3. Flagship computer offerings (I won’t go into much) Apple: the iMac, Macbook Pro, and Macbook Air
Apple, once an on-the-ropes contender in the realm of traditional desktop computers with traditional full-fledged operating systems (at the time, these were simply known as “computers”), has created the number one highest-grossing laptop, ultrabook, and desktop PC today. The iComputers, as I’ll call them, are very much like the iPhone in many regards – they run an Apple-designed operating system on Apple-designed hardware, they are among the most aesthetically pleasing options out there, and they are (arguably) way more expensive than they realistically should be. However, consumers by the millions have proven themselves willing to pay “the Apple tax” to get their hands on the latest and greatest products from your
neighborhood supercorporation. This is probably because Macs are really nice,
and if you have an iPhone or iPad they work really really well together. Within its walls, Apple has built a sanctuary. It is truly a sight to be seen. It is a very nice (and very expensive) setup.
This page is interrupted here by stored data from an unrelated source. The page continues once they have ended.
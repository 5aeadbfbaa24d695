//! Outbound adapters implementing domain ports.
//!
//! - **memory**: mutex-guarded in-memory store backing both persistence
//!   ports, used by the recipe cascade CLI and integration tests.
//! - **snapshot**: JSON message snapshots read and written through `cap_std`.
//!
//! Adapters translate between domain types and storage. They contain no
//! business logic; the cascade rule lives in the domain.

pub mod memory;
pub mod snapshot;

pub use memory::InMemoryStore;
pub use snapshot::{SnapshotError, load_messages, write_messages};
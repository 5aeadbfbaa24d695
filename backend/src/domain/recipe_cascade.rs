//! Recipe-removal cascade.
//!
//! When a recipe is deleted, recipe messages whose only content was that one
//! recipe become meaningless and are deleted. Messages that still carry text or
//! other recipes survive; pruning the dead reference from them is the message
//! store's job.

use std::sync::Arc;

use async_trait::async_trait;
use serde_json::json;
use tokio_util::sync::CancellationToken;
use tracing::{debug, error, info, warn};

use crate::domain::ports::{MessageRepository, MessageRepositoryError};
use crate::domain::{Error, Message, MessageKind, NotificationHandler, RecipeId, RecipeRemoved};

/// What to do when the store returns a non-recipe message for a recipe query.
#[derive(Debug, Clone, Copy, PartialEq, Eq, Default)]
pub enum IntegrityPolicy {
    /// Log the record and keep processing the rest.
    #[default]
    SkipAndLog,
    /// Abort the pass with [`ErrorCode::DataIntegrity`](crate::domain::ErrorCode::DataIntegrity).
    FailFast,
}

fn map_repository_error(error: &MessageRepositoryError) -> Error {
    match error {
        MessageRepositoryError::Connection { message } => {
            Error::service_unavailable(format!("message repository unavailable: {message}"))
        }
        MessageRepositoryError::Query { message } => {
            Error::internal(format!("message repository error: {message}"))
        }
    }
}

fn cancelled(recipe_id: &RecipeId) -> Error {
    Error::cancelled(format!("cascade for recipe {recipe_id} was cancelled"))
        .with_details(json!({ "recipeId": recipe_id.as_str() }))
}

/// Deletes recipe messages orphaned by a recipe removal.
#[derive(Clone)]
pub struct RecipeRemovedCascade<R> {
    message_repo: Arc<R>,
    policy: IntegrityPolicy,
}

impl<R> RecipeRemovedCascade<R> {
    /// Create a cascade with the default skip-and-log integrity policy.
    pub fn new(message_repo: Arc<R>) -> Self {
        Self {
            message_repo,
            policy: IntegrityPolicy::default(),
        }
    }

    #[must_use]
    pub fn with_policy(mut self, policy: IntegrityPolicy) -> Self {
        self.policy = policy;
        self
    }

    pub fn policy(&self) -> IntegrityPolicy {
        self.policy
    }
}

impl<R> RecipeRemovedCascade<R>
where
    R: MessageRepository,
{
    /// Run the cascade for `recipe_id`.
    ///
    /// Each matched message is handled on its own: a failed delete is logged
    /// and the pass continues, then the pass reports the failures as one error.
    /// Running twice for the same recipe leaves the same messages behind.
    pub async fn cascade(
        &self,
        recipe_id: &RecipeId,
        cancellation: &CancellationToken,
    ) -> Result<(), Error> {
        if cancellation.is_cancelled() {
            return Err(cancelled(recipe_id));
        }
        let messages = self
            .message_repo
            .messages_with_recipe(recipe_id, cancellation)
            .await
            .map_err(|err| map_repository_error(&err))?;

        let mut deleted = 0_usize;
        let mut retained = 0_usize;
        let mut skipped = 0_usize;
        let mut failures: Vec<MessageRepositoryError> = Vec::new();

        for message in &messages {
            if cancellation.is_cancelled() {
                return Err(cancelled(recipe_id));
            }
            if message.kind() != MessageKind::Recipe {
                self.integrity_violation(recipe_id, message)?;
                skipped += 1;
                continue;
            }
            if !message.is_orphaned_by_recipe_removal() {
                debug!(
                    recipe_id = %recipe_id,
                    message_id = %message.id(),
                    recipe_count = message.recipe_ids().map_or(0, <[RecipeId]>::len),
                    "recipe message keeps other content; leaving in place"
                );
                retained += 1;
                continue;
            }
            match self.message_repo.delete(message, cancellation).await {
                Ok(true) => {
                    info!(recipe_id = %recipe_id, message_id = %message.id(), "deleted orphaned recipe message");
                    deleted += 1;
                }
                Ok(false) => {
                    debug!(recipe_id = %recipe_id, message_id = %message.id(), "orphaned recipe message already gone");
                }
                Err(err) => {
                    error!(recipe_id = %recipe_id, message_id = %message.id(), error = %err, "failed to delete orphaned recipe message");
                    failures.push(err);
                }
            }
        }

        info!(
            recipe_id = %recipe_id,
            examined = messages.len(),
            deleted,
            retained,
            skipped,
            failed = failures.len(),
            "recipe removal cascade finished"
        );

        match failures.first() {
            None => Ok(()),
            Some(first) => {
                let cause = map_repository_error(first);
                Err(Error::new(
                    cause.code(),
                    format!(
                        "failed to delete {} orphaned message(s) for recipe {recipe_id}: {}",
                        failures.len(),
                        cause.message()
                    ),
                )
                .with_details(json!({
                    "recipeId": recipe_id.as_str(),
                    "failedDeletes": failures.len(),
                })))
            }
        }
    }

    fn integrity_violation(&self, recipe_id: &RecipeId, message: &Message) -> Result<(), Error> {
        match self.policy {
            IntegrityPolicy::FailFast => Err(Error::data_integrity(format!(
                "message {} returned for recipe {recipe_id} is a {} message",
                message.id(),
                message.kind(),
            ))
            .with_details(json!({
                "recipeId": recipe_id.as_str(),
                "messageId": message.id().as_str(),
                "kind": message.kind(),
            }))),
            IntegrityPolicy::SkipAndLog => {
                warn!(
                    recipe_id = %recipe_id,
                    message_id = %message.id(),
                    kind = %message.kind(),
                    "non-recipe message returned for recipe query; skipping"
                );
                Ok(())
            }
        }
    }
}

#[async_trait]
impl<R> NotificationHandler<RecipeRemoved> for RecipeRemovedCascade<R>
where
    R: MessageRepository,
{
    async fn handle(
        &self,
        notification: &RecipeRemoved,
        cancellation: &CancellationToken,
    ) -> Result<(), Error> {
        self.cascade(&notification.recipe_id, cancellation).await
    }
}

#[cfg(test)]
#[path = "recipe_cascade_tests.rs"]
mod tests;
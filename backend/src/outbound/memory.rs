//! In-memory persistence adapter.
//!
//! Holds a `messages` table and a `conversations` table behind one mutex.
//! The message table is the index the recipe cascade reads: saving a
//! conversation upserts its log into it, and deleting or pruning a message
//! applies to every conversation log holding it. Used by the recipe cascade
//! CLI and by integration tests.

use std::collections::BTreeMap;
use std::sync::{Mutex, MutexGuard, PoisonError};

use async_trait::async_trait;
use tokio_util::sync::CancellationToken;
use tracing::debug;

use crate::domain::ports::{
    ConversationRepository, ConversationRepositoryError, MessageRepository,
    MessageRepositoryError,
};
use crate::domain::{Conversation, ConversationId, Message, MessageId, RecipeId};

#[derive(Debug, Default)]
struct StoreState {
    messages: Vec<Message>,
    conversations: BTreeMap<ConversationId, Conversation>,
}

impl StoreState {
    fn upsert_message(&mut self, message: Message) {
        match self
            .messages
            .iter_mut()
            .find(|stored| stored.id() == message.id())
        {
            Some(stored) => *stored = message,
            None => self.messages.push(message),
        }
    }

    fn remove_message(&mut self, message_id: &MessageId) -> bool {
        let before = self.messages.len();
        self.messages.retain(|stored| stored.id() != message_id);
        let mut removed = self.messages.len() != before;
        for conversation in self.conversations.values_mut() {
            removed |= conversation.remove_message(message_id).is_some();
        }
        removed
    }
}

/// Mutex-guarded store implementing both persistence ports.
#[derive(Debug, Default)]
pub struct InMemoryStore {
    state: Mutex<StoreState>,
}

impl InMemoryStore {
    pub fn new() -> Self {
        Self::default()
    }

    /// Seed the message table, keeping the given order.
    pub fn with_messages(messages: impl IntoIterator<Item = Message>) -> Self {
        let store = Self::new();
        for message in messages {
            store.insert_message(message);
        }
        store
    }

    fn state(&self) -> MutexGuard<'_, StoreState> {
        // Every write completes before its guard drops, so poisoned state is intact.
        self.state.lock().unwrap_or_else(PoisonError::into_inner)
    }

    /// Insert a message, replacing any stored message with the same id.
    pub fn insert_message(&self, message: Message) {
        self.state().upsert_message(message);
    }

    /// Store `conversation` and index its log, oldest message first.
    pub fn insert_conversation(&self, conversation: Conversation) {
        let mut state = self.state();
        for message in conversation.messages().rev() {
            state.upsert_message(message.clone());
        }
        state
            .conversations
            .insert(conversation.id().clone(), conversation);
    }

    /// Point-in-time copy of the message table.
    pub fn messages(&self) -> Vec<Message> {
        self.state().messages.clone()
    }

    /// Number of rows in the message table.
    pub fn message_count(&self) -> usize {
        self.state().messages.len()
    }

    pub fn conversation(&self, conversation_id: &ConversationId) -> Option<Conversation> {
        self.state().conversations.get(conversation_id).cloned()
    }

    /// Drop `recipe_id` from every message that keeps other recipes.
    ///
    /// Messages where it is the only recipe are left for the cascade to
    /// delete. Logged copies in stored conversations are pruned too.
    /// Returns how many rows of the message table changed.
    pub fn prune_recipe(&self, recipe_id: &RecipeId) -> usize {
        let mut state = self.state();
        let pruned = state
            .messages
            .iter_mut()
            .map(|message| message.remove_recipe(recipe_id))
            .filter(|changed| *changed)
            .count();
        for conversation in state.conversations.values_mut() {
            conversation.remove_recipe(recipe_id);
        }
        debug!(recipe_id = %recipe_id, pruned, "pruned recipe references");
        pruned
    }
}

#[async_trait]
impl MessageRepository for InMemoryStore {
    async fn messages_with_recipe(
        &self,
        recipe_id: &RecipeId,
        _cancellation: &CancellationToken,
    ) -> Result<Vec<Message>, MessageRepositoryError> {
        Ok(self
            .state()
            .messages
            .iter()
            .filter(|message| message.references_recipe(recipe_id))
            .cloned()
            .collect())
    }

    async fn delete(
        &self,
        message: &Message,
        _cancellation: &CancellationToken,
    ) -> Result<bool, MessageRepositoryError> {
        Ok(self.state().remove_message(message.id()))
    }
}

#[async_trait]
impl ConversationRepository for InMemoryStore {
    async fn find_by_id(
        &self,
        conversation_id: &ConversationId,
        _cancellation: &CancellationToken,
    ) -> Result<Option<Conversation>, ConversationRepositoryError> {
        Ok(self.conversation(conversation_id))
    }

    async fn save(
        &self,
        conversation: &Conversation,
        _cancellation: &CancellationToken,
    ) -> Result<(), ConversationRepositoryError> {
        self.insert_conversation(conversation.clone());
        Ok(())
    }
}
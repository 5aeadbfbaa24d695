//! `define_port_error!`: port error enums with snake_case constructors.

macro_rules! define_port_error {
    (@ctor $variant:ident) => {
        ::paste::paste! {
            pub fn [<$variant:snake>]() -> Self {
                Self::$variant
            }
        }
    };

    (@ctor $variant:ident { $($field:ident : $ty:ty),* $(,)? }) => {
        define_port_error!(@ctor_impl $variant () () $( $field : $ty, )*);
    };

    (@ctor_impl $variant:ident ($($params:tt)*) ($($inits:tt)*) ) => {
        ::paste::paste! {
            pub fn [<$variant:snake>]($($params)*) -> Self {
                Self::$variant { $($inits)* }
            }
        }
    };

    (@ctor_impl $variant:ident ($($params:tt)*) ($($inits:tt)*) $field:ident : $ty:ty, $($rest:tt)*) => {
        define_port_error!(
            @ctor_impl
            $variant
            ($($params)* $field: impl Into<$ty>,)
            ($($inits)* $field: $field.into(),)
            $($rest)*
        );
    };
    (
        $(#[$outer:meta])*
        pub enum $name:ident {
            $(
                $(#[$variant_meta:meta])*
                $variant:ident $( { $($field:ident : $ty:ty),* $(,)? } )? => $message:expr
            ),* $(,)?
        }
    ) => {
        $(#[$outer])*
        #[derive(Debug, Clone, PartialEq, Eq, thiserror::Error)]
        pub enum $name {
            $(
                $(#[$variant_meta])*
                #[error($message)]
                $variant $( { $($field : $ty),* } )?,
            )*
        }

        impl $name {
            $(
                define_port_error!(@ctor $variant $( { $($field : $ty),* } )?);
            )*
        }
    };
}

pub(crate) use define_port_error;
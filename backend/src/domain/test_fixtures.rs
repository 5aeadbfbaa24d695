//! Shared builders for domain unit tests.

use std::sync::Arc;

use chrono::{DateTime, Local, TimeZone, Utc};
use mockable::Clock;

use super::{
    AccountId, Connection, ConnectionId, ConnectionStatus, Group, GroupId, Handler, Message,
    MessageContent, MessageDraft, MessageId, RecipeId, Role, UserAccount, UserName,
};

pub(crate) fn fixture_timestamp() -> DateTime<Utc> {
    Utc.with_ymd_and_hms(2026, 2, 24, 10, 30, 0)
        .single()
        .expect("valid fixture timestamp")
}

pub(crate) struct FixtureClock {
    pub(crate) utc_now: DateTime<Utc>,
}

impl Clock for FixtureClock {
    fn local(&self) -> DateTime<Local> {
        self.utc_now.with_timezone(&Local)
    }

    fn utc(&self) -> DateTime<Utc> {
        self.utc_now
    }
}

pub(crate) fn account(id: &str) -> UserAccount {
    let handler: String = format!("h_{id}")
        .chars()
        .map(|c| if c.is_ascii_alphanumeric() { c } else { '_' })
        .take(20)
        .collect();
    UserAccount::new(
        AccountId::new(id).expect("valid account id"),
        Handler::new(handler).expect("valid handler"),
        UserName::new(format!("User {id}")).expect("valid user name"),
        fixture_timestamp(),
        Role::User,
    )
}

pub(crate) fn shared_account(id: &str) -> Arc<UserAccount> {
    Arc::new(account(id))
}

pub(crate) fn connection(first: &str, second: &str) -> Connection {
    Connection::new(
        ConnectionId::new(format!("{first}-{second}")).expect("valid connection id"),
        shared_account(first),
        shared_account(second),
        ConnectionStatus::Connected,
    )
    .expect("distinct accounts")
}

pub(crate) fn group(name: &str, members: &[&str]) -> Group {
    Group::new(
        GroupId::new(name).expect("valid group id"),
        name,
        members.iter().map(|id| shared_account(id)).collect(),
    )
    .expect("valid group")
}

pub(crate) fn draft(id: &str, sender: Arc<UserAccount>, content: MessageContent) -> MessageDraft {
    MessageDraft {
        id: MessageId::new(id).expect("valid message id"),
        sender,
        sent_date: fixture_timestamp(),
        updated_date: None,
        replied_to: None,
        seen_by: Vec::new(),
        content,
    }
}

pub(crate) fn text_message(id: &str, sender: Arc<UserAccount>, text: &str) -> Message {
    Message::new(draft(
        id,
        sender,
        MessageContent::Text {
            text: text.to_owned(),
        },
    ))
    .expect("valid text message")
}

pub(crate) fn recipe_message(
    id: &str,
    sender: Arc<UserAccount>,
    recipes: &[&str],
    text: &str,
) -> Message {
    Message::new(draft(
        id,
        sender,
        MessageContent::Recipe {
            text: text.to_owned(),
            recipe_ids: recipes
                .iter()
                .map(|raw| RecipeId::new(*raw).expect("valid recipe id"))
                .collect(),
        },
    ))
    .expect("valid recipe message")
}
//! JSON message snapshots on disk.
//!
//! A snapshot is a JSON array of [`MessagePayload`] values. Files are opened
//! through `cap_std` relative to their parent directory.

use std::io::{self, Read, Write};
use std::path::Path;

use cap_std::{ambient_authority, fs::Dir};
use thiserror::Error;

use crate::domain::{Error as DomainError, Message, MessagePayload};

/// Errors raised while reading or writing a snapshot.
#[derive(Debug, Error)]
pub enum SnapshotError {
    #[error("snapshot io failed for '{path}': {source}")]
    Io {
        path: String,
        #[source]
        source: io::Error,
    },
    #[error("snapshot '{path}' is not valid JSON: {source}")]
    Json {
        path: String,
        #[source]
        source: serde_json::Error,
    },
    #[error("snapshot '{path}' entry {index} is invalid: {source}")]
    Message {
        path: String,
        index: usize,
        #[source]
        source: DomainError,
    },
}

fn open_parent(path: &Path) -> Result<(Dir, &Path), SnapshotError> {
    let io_error = |source| SnapshotError::Io {
        path: path.display().to_string(),
        source,
    };
    let parent = path
        .parent()
        .filter(|parent| !parent.as_os_str().is_empty())
        .unwrap_or_else(|| Path::new("."));
    let file_name = path.file_name().ok_or_else(|| {
        io_error(io::Error::new(
            io::ErrorKind::InvalidInput,
            "snapshot path must name a file",
        ))
    })?;
    let directory = Dir::open_ambient_dir(parent, ambient_authority()).map_err(io_error)?;
    Ok((directory, Path::new(file_name)))
}

/// Read and validate every message in the snapshot at `path`.
pub fn load_messages(path: &Path) -> Result<Vec<Message>, SnapshotError> {
    let display = path.display().to_string();
    let (directory, file_name) = open_parent(path)?;
    let mut raw = String::new();
    directory
        .open(file_name)
        .and_then(|mut file| file.read_to_string(&mut raw))
        .map_err(|source| SnapshotError::Io {
            path: display.clone(),
            source,
        })?;

    let payloads: Vec<MessagePayload> =
        serde_json::from_str(&raw).map_err(|source| SnapshotError::Json {
            path: display.clone(),
            source,
        })?;
    payloads
        .into_iter()
        .enumerate()
        .map(|(index, payload)| {
            Message::try_from(payload).map_err(|source| SnapshotError::Message {
                path: display.clone(),
                index,
                source,
            })
        })
        .collect()
}

/// Write `messages` to `path` as a snapshot, replacing any existing file.
pub fn write_messages(path: &Path, messages: &[Message], pretty: bool) -> Result<(), SnapshotError> {
    let display = path.display().to_string();
    let payloads: Vec<MessagePayload> = messages.iter().map(MessagePayload::from).collect();
    let encoded = if pretty {
        serde_json::to_vec_pretty(&payloads)
    } else {
        serde_json::to_vec(&payloads)
    }
    .map_err(|source| SnapshotError::Json {
        path: display.clone(),
        source,
    })?;

    let (directory, file_name) = open_parent(path)?;
    directory
        .create(file_name)
        .and_then(|mut file| file.write_all(&encoded))
        .map_err(|source| SnapshotError::Io {
            path: display,
            source,
        })
}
I can really appreciate the integration and purity of a purely-Apple system. At one point, I strongly considered going that route… but I never did… and I doubt I ever will.
Google: Chromebooks and the “this is a thing?” Chromebox
Google actually DOES have an operating system designed to run on traditional computers. Chrome OS is an interesting idea to say the least; but it’s just not practical as a complete computing solution for the average end-user. For those of you who don’t know, Chrome OS is an operating system that is essentially just a gateway to the internet. It isn’t designed to do anything really outside of the Chrome browser. While the internet is amazing and wonderful and capable of a LOT more than some people give it credit for – I still don’t think it’s quite capable of replacing everything
I use a computer for. I’m not sure if Google’s intent was to replace
your home computer, so much as it was to supplement
it… I hope it was the latter. Chrome OS is nifty, and I’m glad it exists… but it can’t stand up on its own as a valid “my only computer” option.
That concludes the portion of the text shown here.